> Work to complete: For each line of the data below, copy it if it holds the word "InvalidBody".
====== Supplied material
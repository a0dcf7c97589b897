//! Response types and error handling for API endpoints
//!
//! Provides unified error handling and JSON response formatting.

use axum::{
    body::{to_bytes, Body},
    http::StatusCode,
    response::{IntoResponse, Response},
    Json,
};
use messenger_common::AppError;
use messenger_core::{DomainError, ErrorKind};
use messenger_service::ServiceError;
use serde::Serialize;
use thiserror::Error;
use tracing::{error, warn};
use validator::ValidationErrors;

/// API error type for consistent error responses
#[derive(Debug, Error)]
pub enum ApiError {
    #[error(transparent)]
    App(#[from] AppError),

    #[error(transparent)]
    Service(#[from] ServiceError),

    #[error(transparent)]
    Domain(#[from] DomainError),

    #[error("Validation failed")]
    Validation(#[from] ValidationErrors),

    #[error("Invalid path parameter: {0}")]
    InvalidPath(String),

    #[error("Invalid query parameter: {0}")]
    InvalidQuery(String),

    #[error("Invalid request body: {0}")]
    InvalidBody(String),

    #[error("Missing authentication")]
    MissingAuth,

    #[error("Internal server error")]
    Internal(#[source] anyhow::Error),
}

impl ApiError {
    /// Failure category; the HTTP status follows from it
    #[must_use]
    pub fn kind(&self) -> ErrorKind {
        match self {
            Self::App(e) => e.kind(),
            Self::Service(e) => e.kind(),
            Self::Domain(e) => e.kind(),
            Self::Validation(_)
            | Self::InvalidPath(_)
            | Self::InvalidQuery(_)
            | Self::InvalidBody(_) => ErrorKind::InvalidArgument,
            Self::MissingAuth => ErrorKind::Unauthenticated,
            Self::Internal(_) => ErrorKind::Internal,
        }
    }

    /// Get HTTP status code for this error
    #[must_use]
    pub fn status_code(&self) -> StatusCode {
        let code = match self {
            Self::App(e) => e.status_code(),
            Self::Service(e) => e.status_code(),
            other => other.kind().http_status(),
        };
        StatusCode::from_u16(code).unwrap_or(StatusCode::INTERNAL_SERVER_ERROR)
    }

    /// Get error code for API responses
    #[must_use]
    pub fn error_code(&self) -> &'static str {
        match self {
            Self::App(e) => e.error_code(),
            Self::Service(e) => e.error_code(),
            Self::Domain(e) => e.code(),
            Self::Validation(_) => "VALIDATION_ERROR",
            Self::InvalidPath(_) => "INVALID_PATH_PARAMETER",
            Self::InvalidQuery(_) => "INVALID_QUERY_PARAMETER",
            Self::InvalidBody(_) => "INVALID_BODY",
            Self::MissingAuth => "UNAUTHENTICATED",
            Self::Internal(_) => "INTERNAL_ERROR",
        }
    }

    /// Create an internal error from any error
    pub fn internal(err: impl Into<anyhow::Error>) -> Self {
        Self::Internal(err.into())
    }

    pub fn invalid_path(msg: impl Into<String>) -> Self {
        Self::InvalidPath(msg.into())
    }

    pub fn invalid_query(msg: impl Into<String>) -> Self {
        Self::InvalidQuery(msg.into())
    }

    pub fn invalid_body(msg: impl Into<String>) -> Self {
        Self::InvalidBody(msg.into())
    }

    /// Short client-facing message; internal failures never echo their cause
    fn public_message(&self) -> String {
        match self.kind() {
            ErrorKind::Internal => "Internal server error".to_string(),
            ErrorKind::Transient => "Service temporarily unavailable".to_string(),
            _ => self.to_string(),
        }
    }

    /// Field errors, wherever in the chain they were raised
    fn field_errors(&self) -> Option<&ValidationErrors> {
        match self {
            Self::Validation(errors) | Self::Service(ServiceError::Fields(errors)) => Some(errors),
            _ => None,
        }
    }
}

/// Error response body
#[derive(Debug, Serialize)]
pub struct ErrorBody {
    pub error: ErrorDetail,
}

/// Error detail for API responses
#[derive(Debug, Serialize)]
pub struct ErrorDetail {
    pub code: String,
    pub message: String,
    #[serde(skip_serializing_if = "Option::is_none")]
    pub details: Option<serde_json::Value>,
}

/// Debug rendering of a failure, carried in response extensions until the
/// development-mode layer decides whether to expose it
#[derive(Debug, Clone)]
pub struct ErrorDebug(pub String);

impl IntoResponse for ApiError {
    fn into_response(self) -> Response {
        let status = self.status_code();

        if status.is_server_error() {
            error!(error = ?self, code = self.error_code(), "Server error occurred");
        } else {
            warn!(error = %self, code = self.error_code(), "Request failed");
        }

        let details = self
            .field_errors()
            .map(|errors| serde_json::to_value(errors).unwrap_or_default());

        let body = ErrorBody {
            error: ErrorDetail {
                code: self.error_code().to_string(),
                message: self.public_message(),
                details,
            },
        };

        let mut response = (status, Json(body)).into_response();
        response
            .extensions_mut()
            .insert(ErrorDebug(format!("{self:?}")));
        response
    }
}

/// Largest error body the debug layer will rewrite
const MAX_ERROR_BODY: usize = 64 * 1024;

/// Copy the failure's debug rendering into `error.details.debug`
///
/// Only installed in development mode.
pub async fn attach_error_debug(response: Response) -> Response {
    let Some(ErrorDebug(debug)) = response.extensions().get::<ErrorDebug>().cloned() else {
        return response;
    };

    let (mut parts, body) = response.into_parts();
    let bytes = match to_bytes(body, MAX_ERROR_BODY).await {
        Ok(bytes) => bytes,
        Err(_) => return Response::from_parts(parts, Body::empty()),
    };

    let mut value: serde_json::Value = match serde_json::from_slice(&bytes) {
        Ok(value) => value,
        Err(_) => return Response::from_parts(parts, Body::from(bytes)),
    };

    if let Some(error) = value.get_mut("error").and_then(|e| e.as_object_mut()) {
        let details = error.entry("details").or_insert(serde_json::Value::Null);
        if !details.is_object() {
            let fields = details.take();
            *details = if fields.is_null() {
                serde_json::json!({})
            } else {
                serde_json::json!({ "fields": fields })
            };
        }
        if let Some(details) = details.as_object_mut() {
            details.insert("debug".to_string(), serde_json::Value::String(debug));
        }
    }

    parts.headers.remove(axum::http::header::CONTENT_LENGTH);
    let body = serde_json::to_vec(&value).unwrap_or_else(|_| bytes.to_vec());
    Response::from_parts(parts, Body::from(body))
}

/// Type alias for API results
pub type ApiResult<T> = Result<T, ApiError>;

/// Created response (201) with JSON body
pub struct Created<T>(pub T);

impl<T: IntoResponse> IntoResponse for Created<T> {
    fn into_response(self) -> Response {
        let mut response = self.0.into_response();
        *response.status_mut() = StatusCode::CREATED;
        response
    }
}

/// No content response (204)
pub struct NoContent;

impl IntoResponse for NoContent {
    fn into_response(self) -> Response {
        StatusCode::NO_CONTENT.into_response()
    }
}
============
> Response to the task:
    InvalidBody(String),
            | Self::InvalidBody(_) => ErrorKind::InvalidArgument,
            Self::InvalidBody(_) => "INVALID_BODY",
        Self::InvalidBody(msg.into())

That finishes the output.